[Saved entries]
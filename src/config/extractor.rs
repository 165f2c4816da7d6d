//! Extractor configuration

use serde::Deserialize;

use super::error::ValidationError;

/// Hard ceiling for `max_input_chars`, to keep a misconfigured deployment
/// from feeding arbitrarily large messages through the regex pass.
pub const MAX_INPUT_CHARS_CEILING: usize = 1_000_000;

fn default_max_input_chars() -> usize {
    4_000
}

/// Configuration for the trip-intent extractor.
#[derive(Debug, Clone, Deserialize)]
pub struct ExtractorConfig {
    /// Inputs longer than this many characters are truncated before
    /// extraction. Trip requests are short; anything past a few thousand
    /// characters carries no additional signal.
    #[serde(default = "default_max_input_chars")]
    pub max_input_chars: usize,
}

impl Default for ExtractorConfig {
    fn default() -> Self {
        Self {
            max_input_chars: default_max_input_chars(),
        }
    }
}

impl ExtractorConfig {
    /// Validate extractor configuration values.
    pub fn validate(&self) -> Result<(), ValidationError> {
        if self.max_input_chars == 0 {
            return Err(ValidationError::InvalidMaxInputChars);
        }
        if self.max_input_chars > MAX_INPUT_CHARS_CEILING {
            return Err(ValidationError::MaxInputCharsTooLarge);
        }
        Ok(())
    }
}

#[cfg(test)]
mod tests {
    use super::*;

    #[test]
    fn default_is_valid() {
        let config = ExtractorConfig::default();
        assert_eq!(config.max_input_chars, 4_000);
        assert!(config.validate().is_ok());
    }

    #[test]
    fn zero_max_input_chars_is_rejected() {
        let config = ExtractorConfig {
            max_input_chars: 0,
        };
        assert!(matches!(
            config.validate(),
            Err(ValidationError::InvalidMaxInputChars)
        ));
    }

    #[test]
    fn oversized_max_input_chars_is_rejected() {
        let config = ExtractorConfig {
            max_input_chars: MAX_INPUT_CHARS_CEILING + 1,
        };
        assert!(matches!(
            config.validate(),
            Err(ValidationError::MaxInputCharsTooLarge)
        ));
    }
}
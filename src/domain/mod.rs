//! Domain layer containing the trip-intent extraction logic.
//!
//! # Module Organization
//!
//! - `intent` - Trip-intent types and the extraction cascade

pub mod intent;
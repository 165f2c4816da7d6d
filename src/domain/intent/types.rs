//! Trip-intent value types.
//!
//! [`TripIntent`] is the extraction result handed to downstream consumers
//! (prompt builders, dialog layers). It is created fresh for every inbound
//! message and never mutated after assembly; JSON field names are part of
//! that downstream contract and use camelCase.

use serde::{Deserialize, Serialize};

/// Sentinel recorded in `duration_text` when no duration phrase was found
/// and a default day count was applied.
pub const UNSPECIFIED_DURATION: &str = "unspecified";

/// One stop on the trip.
#[derive(Debug, Clone, PartialEq, Eq, Serialize, Deserialize)]
#[serde(rename_all = "camelCase")]
pub struct Destination {
    /// Free-text city or region name, trimmed, no trailing punctuation.
    pub name: String,
    /// Resolved length of stay, always at least 1.
    pub duration_days: u32,
    /// The phrase that produced `duration_days`, or [`UNSPECIFIED_DURATION`]
    /// when a default was applied.
    pub duration_text: String,
    /// 1-based position in the itinerary sequence.
    pub order: u32,
}

impl Destination {
    /// Creates a destination, clamping the stay length to at least one day.
    pub fn new(
        name: impl Into<String>,
        duration_days: u32,
        duration_text: impl Into<String>,
        order: u32,
    ) -> Self {
        Self {
            name: name.into(),
            duration_days: duration_days.max(1),
            duration_text: duration_text.into(),
            order,
        }
    }

    /// Creates a destination whose stay length was defaulted rather than
    /// parsed from the text.
    pub fn with_default_duration(
        name: impl Into<String>,
        duration_days: u32,
        order: u32,
    ) -> Self {
        Self::new(name, duration_days, UNSPECIFIED_DURATION, order)
    }
}

/// The fully assembled extraction result.
#[derive(Debug, Clone, PartialEq, Eq, Serialize, Deserialize)]
#[serde(rename_all = "camelCase")]
pub struct TripIntent {
    /// Departure city. Empty string means "unknown, must ask user".
    pub origin: String,
    /// Ordered stops. May be empty if extraction found nothing usable.
    pub destinations: Vec<Destination>,
    /// Explicit return city, falling back to `origin`.
    pub return_to: String,
    /// Sum of all destination stay lengths, defaulted to 7 when no
    /// destinations were found.
    pub total_duration_days: u32,
}

impl TripIntent {
    /// True when the caller should ask a clarifying question instead of
    /// planning: no origin or no destinations were recognized.
    pub fn is_low_confidence(&self) -> bool {
        self.origin.is_empty() || self.destinations.is_empty()
    }

    /// Destination names in itinerary order.
    pub fn destination_names(&self) -> Vec<&str> {
        self.destinations.iter().map(|d| d.name.as_str()).collect()
    }
}
//! Departure-city extraction.

use once_cell::sync::Lazy;
use regex::Regex;

use super::patterns;

static FROM_RE: Lazy<Regex> = Lazy::new(|| {
    Regex::new(r"\b(?i:from)\s+([A-Za-z][A-Za-z ]*)").expect("FROM_RE must compile")
});

static DEPARTING_RE: Lazy<Regex> = Lazy::new(|| {
    Regex::new(r"\b(?i:departing)(?:\s+(?i:from))?\s+([A-Za-z][A-Za-z ]*)")
        .expect("DEPARTING_RE must compile")
});

static LEAVING_RE: Lazy<Regex> = Lazy::new(|| {
    Regex::new(r"\b(?i:leaving)(?:\s+(?i:from))?\s+([A-Za-z][A-Za-z ]*)")
        .expect("LEAVING_RE must compile")
});

static STARTING_RE: Lazy<Regex> = Lazy::new(|| {
    Regex::new(r"\b(?i:starting)\s+(?i:from|in)\s+([A-Za-z][A-Za-z ]*)")
        .expect("STARTING_RE must compile")
});

/// Finds the departure city in free text. Returns an empty string when no
/// pattern yields a usable name.
///
/// The known multi-word city table is consulted first, because the generic
/// capture would truncate "Los Angeles" at a delimiter-free word boundary
/// only by luck. After that, patterns are tried in order and the first one
/// producing a clean name wins.
pub fn extract_origin(text: &str) -> String {
    if let Some(city) = patterns::known_city_after(text, "from") {
        return city.to_string();
    }

    for re in [&*FROM_RE, &*DEPARTING_RE, &*LEAVING_RE, &*STARTING_RE] {
        let Some(raw) = re.captures(text).and_then(|caps| caps.get(1)) else {
            continue;
        };
        if let Some(name) = patterns::clean_place_name(raw.as_str()) {
            return name;
        }
    }

    String::new()
}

§ **Exercise aim**
Repeat all the records. Match each line exactly.

§ **Expected output**
filename src/config/extractor.rs
repository 165f2c4816da7d6d
//! Extractor configuration

use serde::Deserialize;

use super::error::ValidationError;

/// Hard ceiling for `max_input_chars`, to keep a misconfigured deployment
/// from feeding arbitrarily large messages through the regex pass.
pub const MAX_INPUT_CHARS_CEILING: usize = 1_000_000;

fn default_max_input_chars() -> usize {
    4_000
}

/// Configuration for the trip-intent extractor.
#[derive(Debug, Clone, Deserialize)]
pub struct ExtractorConfig {
    /// Inputs longer than this many characters are truncated before
    /// extraction. Trip requests are short; anything past a few thousand
    /// characters carries no additional signal.
    #[serde(default = "default_max_input_chars")]
    pub max_input_chars: usize,
}

impl Default for ExtractorConfig {
    fn default() -> Self {
        Self {
            max_input_chars: default_max_input_chars(),
        }
    }
}

impl ExtractorConfig {
    /// Validate extractor configuration values.
    pub fn validate(&self) -> Result<(), ValidationError> {
        if self.max_input_chars == 0 {
            return Err(ValidationError::InvalidMaxInputChars);
        }
        if self.max_input_chars > MAX_INPUT_CHARS_CEILING {
            return Err(ValidationError::MaxInputCharsTooLarge);
        }
        Ok(())
    }
}

#[cfg(test)]
mod tests {
    use super::*;

    #[test]
    fn default_is_valid() {
        let config = ExtractorConfig::default();
        assert_eq!(config.max_input_chars, 4_000);
        assert!(config.validate().is_ok());
    }

    #[test]
    fn zero_max_input_chars_is_rejected() {
        let config = ExtractorConfig {
            max_input_chars: 0,
        };
        assert!(matches!(
            config.validate(),
            Err(ValidationError::InvalidMaxInputChars)
        ));
    }

    #[test]
    fn oversized_max_input_chars_is_rejected() {
        let config = ExtractorConfig {
            max_input_chars: MAX_INPUT_CHARS_CEILING + 1,
        };
        assert!(matches!(
            config.validate(),
            Err(ValidationError::MaxInputCharsTooLarge)
        ));
    }
}
filename src/domain/mod.rs
//! Domain layer containing the trip-intent extraction logic.
//!
//! # Module Organization
//!
//! - `intent` - Trip-intent types and the extraction cascade

pub mod intent;
repository 165f2c4816da7d6d
filename src/domain/intent/types.rs
//! Trip-intent value types.
//!
//! [`TripIntent`] is the extraction result handed to downstream consumers
//! (prompt builders, dialog layers). It is created fresh for every inbound
//! message and never mutated after assembly; JSON field names are part of
//! that downstream contract and use camelCase.

use serde::{Deserialize, Serialize};

/// Sentinel recorded in `duration_text` when no duration phrase was found
/// and a default day count was applied.
pub const UNSPECIFIED_DURATION: &str = "unspecified";

/// One stop on the trip.
#[derive(Debug, Clone, PartialEq, Eq, Serialize, Deserialize)]
#[serde(rename_all = "camelCase")]
pub struct Destination {
    /// Free-text city or region name, trimmed, no trailing punctuation.
    pub name: String,
    /// Resolved length of stay, always at least 1.
    pub duration_days: u32,
    /// The phrase that produced `duration_days`, or [`UNSPECIFIED_DURATION`]
    /// when a default was applied.
    pub duration_text: String,
    /// 1-based position in the itinerary sequence.
    pub order: u32,
}

impl Destination {
    /// Creates a destination, clamping the stay length to at least one day.
    pub fn new(
        name: impl Into<String>,
        duration_days: u32,
        duration_text: impl Into<String>,
        order: u32,
    ) -> Self {
        Self {
            name: name.into(),
            duration_days: duration_days.max(1),
            duration_text: duration_text.into(),
            order,
        }
    }

    /// Creates a destination whose stay length was defaulted rather than
    /// parsed from the text.
    pub fn with_default_duration(
        name: impl Into<String>,
        duration_days: u32,
        order: u32,
    ) -> Self {
        Self::new(name, duration_days, UNSPECIFIED_DURATION, order)
    }
}

/// The fully assembled extraction result.
#[derive(Debug, Clone, PartialEq, Eq, Serialize, Deserialize)]
#[serde(rename_all = "camelCase")]
pub struct TripIntent {
    /// Departure city. Empty string means "unknown, must ask user".
    pub origin: String,
    /// Ordered stops. May be empty if extraction found nothing usable.
    pub destinations: Vec<Destination>,
    /// Explicit return city, falling back to `origin`.
    pub return_to: String,
    /// Sum of all destination stay lengths, defaulted to 7 when no
    /// destinations were found.
    pub total_duration_days: u32,
}

impl TripIntent {
    /// True when the caller should ask a clarifying question instead of
    /// planning: no origin or no destinations were recognized.
    pub fn is_low_confidence(&self) -> bool {
        self.origin.is_empty() || self.destinations.is_empty()
    }

    /// Destination names in itinerary order.
    pub fn destination_names(&self) -> Vec<&str> {
        self.destinations.iter().map(|d| d.name.as_str()).collect()
    }
}
//! Departure-city extraction.

use once_cell::sync::Lazy;
use regex::Regex;

use super::patterns;

static FROM_RE: Lazy<Regex> = Lazy::new(|| {
    Regex::new(r"\b(?i:from)\s+([A-Za-z][A-Za-z ]*)").expect("FROM_RE must compile")
});

static DEPARTING_RE: Lazy<Regex> = Lazy::new(|| {
    Regex::new(r"\b(?i:departing)(?:\s+(?i:from))?\s+([A-Za-z][A-Za-z ]*)")
        .expect("DEPARTING_RE must compile")
});

static LEAVING_RE: Lazy<Regex> = Lazy::new(|| {
    Regex::new(r"\b(?i:leaving)(?:\s+(?i:from))?\s+([A-Za-z][A-Za-z ]*)")
        .expect("LEAVING_RE must compile")
});

static STARTING_RE: Lazy<Regex> = Lazy::new(|| {
    Regex::new(r"\b(?i:starting)\s+(?i:from|in)\s+([A-Za-z][A-Za-z ]*)")
        .expect("STARTING_RE must compile")
});

/// Finds the departure city in free text. Returns an empty string when no
/// pattern yields a usable name.
///
/// The known multi-word city table is consulted first, because the generic
/// capture would truncate "Los Angeles" at a delimiter-free word boundary
/// only by luck. After that, patterns are tried in order and the first one
/// producing a clean name wins.
pub fn extract_origin(text: &str) -> String {
    if let Some(city) = patterns::known_city_after(text, "from") {
        return city.to_string();
    }

    for re in [&*FROM_RE, &*DEPARTING_RE, &*LEAVING_RE, &*STARTING_RE] {
        let Some(raw) = re.captures(text).and_then(|caps| caps.get(1)) else {
            continue;
        };
        if let Some(name) = patterns::clean_place_name(raw.as_str()) {
            return name;
        }
    }

    String::new()
}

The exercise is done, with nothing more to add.